Tag Archives: Anita Rogers Gallery

George Negroponte: Gravel Road

October 19 – November 30, 2016

On view at Anita Rogers Gallery

A man can look at this little pile on his bureau for thirty years and never once see it. It is as invisible as his own hand. Once I saw it, however, the search became possible.

– Walker Percy, The Moviegoer

GN 004 Gravel Road 2016. 18 12 x 7 incehes.When I was a child I imprinted on Cezanne’s Bather at MOMA, just like those incubator-hatched goslings fixated on the wading boots of the Austrian ornithologist Konrad Lorenz in 1935. It was love at first sight as Lorenz brilliantly directed his babies into the lake for their very first swimming lesson. For me too, the image of that Cezanne was instantly and permanently engraved on my brain: a slender body with hands firmly grasped on his hips and two clumsy feet poised to move forward. Additionally, I detected an echo of my own face and head: skewed downward and resolutely self-righteous and I loved the young man’s expression of cagey dissent. That painting created a void in me the size of the universe. How to fill it?

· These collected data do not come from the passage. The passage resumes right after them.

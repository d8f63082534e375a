//! End-to-end reconciliation scenarios against scripted chain and index
//! clients. Timers run on tokio's paused clock, so budget-length waits
//! complete instantly and deterministically.

use std::sync::Arc;

use alloy_primitives::{Address, Bytes, B256, U256};
use traverse_common::shutdown::{Shutdown, ShutdownSignal};
use traverse_ethio::{rpc::types::TransferSpec, test_utils::TestEvmClient};
use traverse_indexer_client::test_utils::{test_deposit, test_proof, TestIndexClient};
use traverse_reconciler::{ReconcileConfig, ReconcileErrorKind, ReconcilePhase, Reconciler};

const ORIGIN_TXID: B256 = B256::repeat_byte(0x0B);
const MANUAL_TXID: B256 = B256::repeat_byte(0xC1);
const DEST_ADDR: Address = Address::repeat_byte(0x66);

fn config() -> ReconcileConfig {
    ReconcileConfig {
        mining_timeout_secs: 30,
        readiness_timeout_secs: 300,
        auto_claim_timeout_secs: 60,
        poll_interval_ms: 1_000,
        deposit_page_limit: 100,
    }
}

fn transfer_spec() -> TransferSpec {
    TransferSpec {
        token: Address::ZERO,
        amount: U256::from(1000u64),
        dest_network: 1,
        dest_address: DEST_ADDR,
        metadata: Bytes::new(),
    }
}

fn origin_client() -> Arc<TestEvmClient> {
    Arc::new(TestEvmClient::new().with_bridge_txid(ORIGIN_TXID))
}

fn shutdown() -> Shutdown {
    ShutdownSignal::new().subscribe()
}

fn engine(
    origin: &Arc<TestEvmClient>,
    dest: &Arc<TestEvmClient>,
    index: &Arc<TestIndexClient>,
) -> Reconciler<TestEvmClient, TestEvmClient, TestIndexClient> {
    Reconciler::new(origin.clone(), dest.clone(), index.clone(), config())
}

/// Scenario A: the assistance service claims within budget; the engine
/// returns its hash and never touches the proof endpoint.
#[tokio::test(start_paused = true)]
async fn auto_claim_within_budget() {
    let auto_txid = B256::repeat_byte(0xAA);
    let origin = origin_client();
    let dest = Arc::new(TestEvmClient::new());
    let index = Arc::new(
        TestIndexClient::new(test_deposit(ORIGIN_TXID, DEST_ADDR))
            .ready_after(2)
            .auto_claim(3, auto_txid),
    );

    let claimed = engine(&origin, &dest, &index)
        .submit_and_reconcile(&transfer_spec(), &shutdown())
        .await
        .unwrap();

    assert_eq!(claimed, auto_txid);
    assert_eq!(origin.bridge_count(), 1);
    assert_eq!(index.proof_calls(), 0, "auto path must never fetch a proof");
    assert_eq!(dest.claim_count(), 0, "auto path must not submit a claim");
}

/// Scenario B: no auto-claim appears; the engine fetches a proof, claims
/// manually and returns the manual hash once mined.
#[tokio::test(start_paused = true)]
async fn manual_claim_after_auto_budget() {
    let origin = origin_client();
    let dest = Arc::new(TestEvmClient::new().with_claim_txid(MANUAL_TXID));
    let index = Arc::new(TestIndexClient::new(test_deposit(ORIGIN_TXID, DEST_ADDR)).ready_after(1));

    let claimed = engine(&origin, &dest, &index)
        .submit_and_reconcile(&transfer_spec(), &shutdown())
        .await
        .unwrap();

    assert_eq!(claimed, MANUAL_TXID);
    assert_eq!(index.proof_calls(), 1);
    assert_eq!(dest.claim_count(), 1);

    // Claim arguments come from the indexed record and the fresh proof.
    let claim = dest.last_claim().unwrap();
    assert_eq!(claim.amount, U256::from(1000u64));
    assert_eq!(claim.dest_address, DEST_ADDR);
    let expected = test_proof();
    assert_eq!(
        claim.proof.local_path[0],
        expected.merkle_proof[0].parse::<B256>().unwrap()
    );
    assert_eq!(claim.proof.main_exit_root, expected.main_exit_root);
}

/// Scenario C: the deposit never becomes ready; the attempt times out in
/// the readiness phase without any claim submission of any kind.
#[tokio::test(start_paused = true)]
async fn readiness_timeout_claims_nothing() {
    let origin = origin_client();
    let dest = Arc::new(TestEvmClient::new());
    let index =
        Arc::new(TestIndexClient::new(test_deposit(ORIGIN_TXID, DEST_ADDR)).ready_after(u32::MAX));

    let err = engine(&origin, &dest, &index)
        .submit_and_reconcile(&transfer_spec(), &shutdown())
        .await
        .unwrap_err();

    assert!(matches!(err.kind, ReconcileErrorKind::ReadinessTimeout(_)));
    assert_eq!(err.phase, ReconcilePhase::AwaitingReady);
    assert!(err.deposit.is_some(), "last snapshot should ride along");
    assert_eq!(index.proof_calls(), 0);
    assert_eq!(dest.claim_count(), 0);
}

/// A record that never shows up at all fails in the indexing phase, with no
/// snapshot to report.
#[tokio::test(start_paused = true)]
async fn missing_record_times_out_in_indexing_phase() {
    let origin = origin_client();
    let dest = Arc::new(TestEvmClient::new());
    let index = Arc::new(
        TestIndexClient::new(test_deposit(ORIGIN_TXID, DEST_ADDR)).appear_after(u32::MAX),
    );

    let err = engine(&origin, &dest, &index)
        .submit_and_reconcile(&transfer_spec(), &shutdown())
        .await
        .unwrap_err();

    assert!(matches!(err.kind, ReconcileErrorKind::ReadinessTimeout(_)));
    assert_eq!(err.phase, ReconcilePhase::AwaitingIndex);
    assert!(err.deposit.is_none());
}

/// An auto-claim that only shows up after the budget must not cause a
/// second submission: the engine is already on the manual path.
#[tokio::test(start_paused = true)]
async fn late_auto_claim_does_not_double_submit() {
    let late_txid = B256::repeat_byte(0xAF);
    let origin = origin_client();
    let dest = Arc::new(TestEvmClient::new().with_claim_txid(MANUAL_TXID));
    let index = Arc::new(
        TestIndexClient::new(test_deposit(ORIGIN_TXID, DEST_ADDR))
            .ready_after(0)
            // Far beyond the ~60 polls the auto-claim budget allows.
            .auto_claim(10_000, late_txid),
    );

    let claimed = engine(&origin, &dest, &index)
        .submit_and_reconcile(&transfer_spec(), &shutdown())
        .await
        .unwrap();

    assert_eq!(claimed, MANUAL_TXID, "manual path should win");
    assert_eq!(dest.claim_count(), 1, "exactly one claim submission");
    assert_eq!(index.proof_calls(), 1);
}

/// Proof endpoint refusing a ready deposit terminates the attempt in the
/// manual-claim phase without submitting anything.
#[tokio::test(start_paused = true)]
async fn proof_unavailable_is_terminal() {
    let origin = origin_client();
    let dest = Arc::new(TestEvmClient::new());
    let index = Arc::new(
        TestIndexClient::new(test_deposit(ORIGIN_TXID, DEST_ADDR))
            .ready_after(0)
            .deny_proof(),
    );

    let err = engine(&origin, &dest, &index)
        .submit_and_reconcile(&transfer_spec(), &shutdown())
        .await
        .unwrap_err();

    assert!(matches!(err.kind, ReconcileErrorKind::ProofUnavailable(_)));
    assert_eq!(err.phase, ReconcilePhase::ManualClaim);
    assert_eq!(dest.claim_count(), 0);
}

/// A reverted manual claim is a hard failure of the confirming phase; the
/// engine does not retry it.
#[tokio::test(start_paused = true)]
async fn reverted_manual_claim_fails_confirming() {
    let origin = origin_client();
    let dest = Arc::new(TestEvmClient::new().with_claim_txid(MANUAL_TXID).reverting());
    let index = Arc::new(TestIndexClient::new(test_deposit(ORIGIN_TXID, DEST_ADDR)).ready_after(0));

    let err = engine(&origin, &dest, &index)
        .submit_and_reconcile(&transfer_spec(), &shutdown())
        .await
        .unwrap_err();

    match err.kind {
        ReconcileErrorKind::ClaimTxReverted(txid) => assert_eq!(txid, MANUAL_TXID),
        other => panic!("expected claim revert, got {other:?}"),
    }
    assert_eq!(err.phase, ReconcilePhase::Confirming);
    assert_eq!(dest.claim_count(), 1, "no resubmission after a revert");
}

/// A reverted auto-claim likewise fails the attempt rather than silently
/// switching to the manual path.
#[tokio::test(start_paused = true)]
async fn reverted_auto_claim_does_not_fall_back() {
    let auto_txid = B256::repeat_byte(0xAA);
    let origin = origin_client();
    let dest = Arc::new(TestEvmClient::new().reverting());
    let index = Arc::new(
        TestIndexClient::new(test_deposit(ORIGIN_TXID, DEST_ADDR))
            .ready_after(0)
            .auto_claim(0, auto_txid),
    );

    let err = engine(&origin, &dest, &index)
        .submit_and_reconcile(&transfer_spec(), &shutdown())
        .await
        .unwrap_err();

    assert!(matches!(err.kind, ReconcileErrorKind::ClaimTxReverted(_)));
    assert_eq!(dest.claim_count(), 0, "no manual claim after failed auto-claim");
    assert_eq!(index.proof_calls(), 0);
}

/// The origin transaction reverting fails the attempt in the submitted
/// phase; the index is never consulted.
#[tokio::test(start_paused = true)]
async fn origin_revert_fails_before_indexing() {
    let origin = Arc::new(
        TestEvmClient::new()
            .with_bridge_txid(ORIGIN_TXID)
            .reverting(),
    );
    let dest = Arc::new(TestEvmClient::new());
    let index = Arc::new(TestIndexClient::new(test_deposit(ORIGIN_TXID, DEST_ADDR)));

    let err = engine(&origin, &dest, &index)
        .submit_and_reconcile(&transfer_spec(), &shutdown())
        .await
        .unwrap_err();

    assert!(matches!(err.kind, ReconcileErrorKind::OriginTxFailed(_)));
    assert_eq!(err.phase, ReconcilePhase::Submitted);
    assert_eq!(index.list_calls(), 0);
}

/// An origin transaction that never mines within the budget is also an
/// origin failure, not a confirmation timeout.
#[tokio::test(start_paused = true)]
async fn origin_mining_timeout_fails_before_indexing() {
    let origin = Arc::new(
        TestEvmClient::new()
            .with_bridge_txid(ORIGIN_TXID)
            .never_mining(),
    );
    let dest = Arc::new(TestEvmClient::new());
    let index = Arc::new(TestIndexClient::new(test_deposit(ORIGIN_TXID, DEST_ADDR)));

    let err = engine(&origin, &dest, &index)
        .submit_and_reconcile(&transfer_spec(), &shutdown())
        .await
        .unwrap_err();

    assert!(matches!(err.kind, ReconcileErrorKind::OriginTxFailed(_)));
    assert_eq!(err.phase, ReconcilePhase::Submitted);
}

/// Shutdown signalled up front cancels the attempt promptly.
#[tokio::test(start_paused = true)]
async fn cancellation_stops_the_attempt() {
    let origin = origin_client();
    let dest = Arc::new(TestEvmClient::new());
    let index = Arc::new(TestIndexClient::new(test_deposit(ORIGIN_TXID, DEST_ADDR)));

    let signal = ShutdownSignal::new();
    signal.send();

    let err = engine(&origin, &dest, &index)
        .submit_and_reconcile(&transfer_spec(), &signal.subscribe())
        .await
        .unwrap_err();

    assert!(matches!(err.kind, ReconcileErrorKind::Cancelled));
    assert_eq!(dest.claim_count(), 0);
}

/// Transient index outages inside the readiness loop are retried, not
/// surfaced.
#[tokio::test(start_paused = true)]
async fn transient_index_errors_are_swallowed() {
    let origin = origin_client();
    let dest = Arc::new(TestEvmClient::new().with_claim_txid(MANUAL_TXID));
    let index = Arc::new(
        TestIndexClient::new(test_deposit(ORIGIN_TXID, DEST_ADDR))
            .ready_after(1)
            .fail_lists(2),
    );

    let claimed = engine(&origin, &dest, &index)
        .submit_and_reconcile(&transfer_spec(), &shutdown())
        .await
        .unwrap();

    assert_eq!(claimed, MANUAL_TXID);
}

Not much happens very fast for me and I’ve come to understand Ad Reinhardt’s guidance: study ten thousand paintings and walk ten thousand miles and make no allowances for haste or, for that matter, anything else because along the way the search does get harder and the road becomes strewn with potholes, dents, regrets and ruts. I’ll take the long view because let’s face it subsidized freedom is for bankers.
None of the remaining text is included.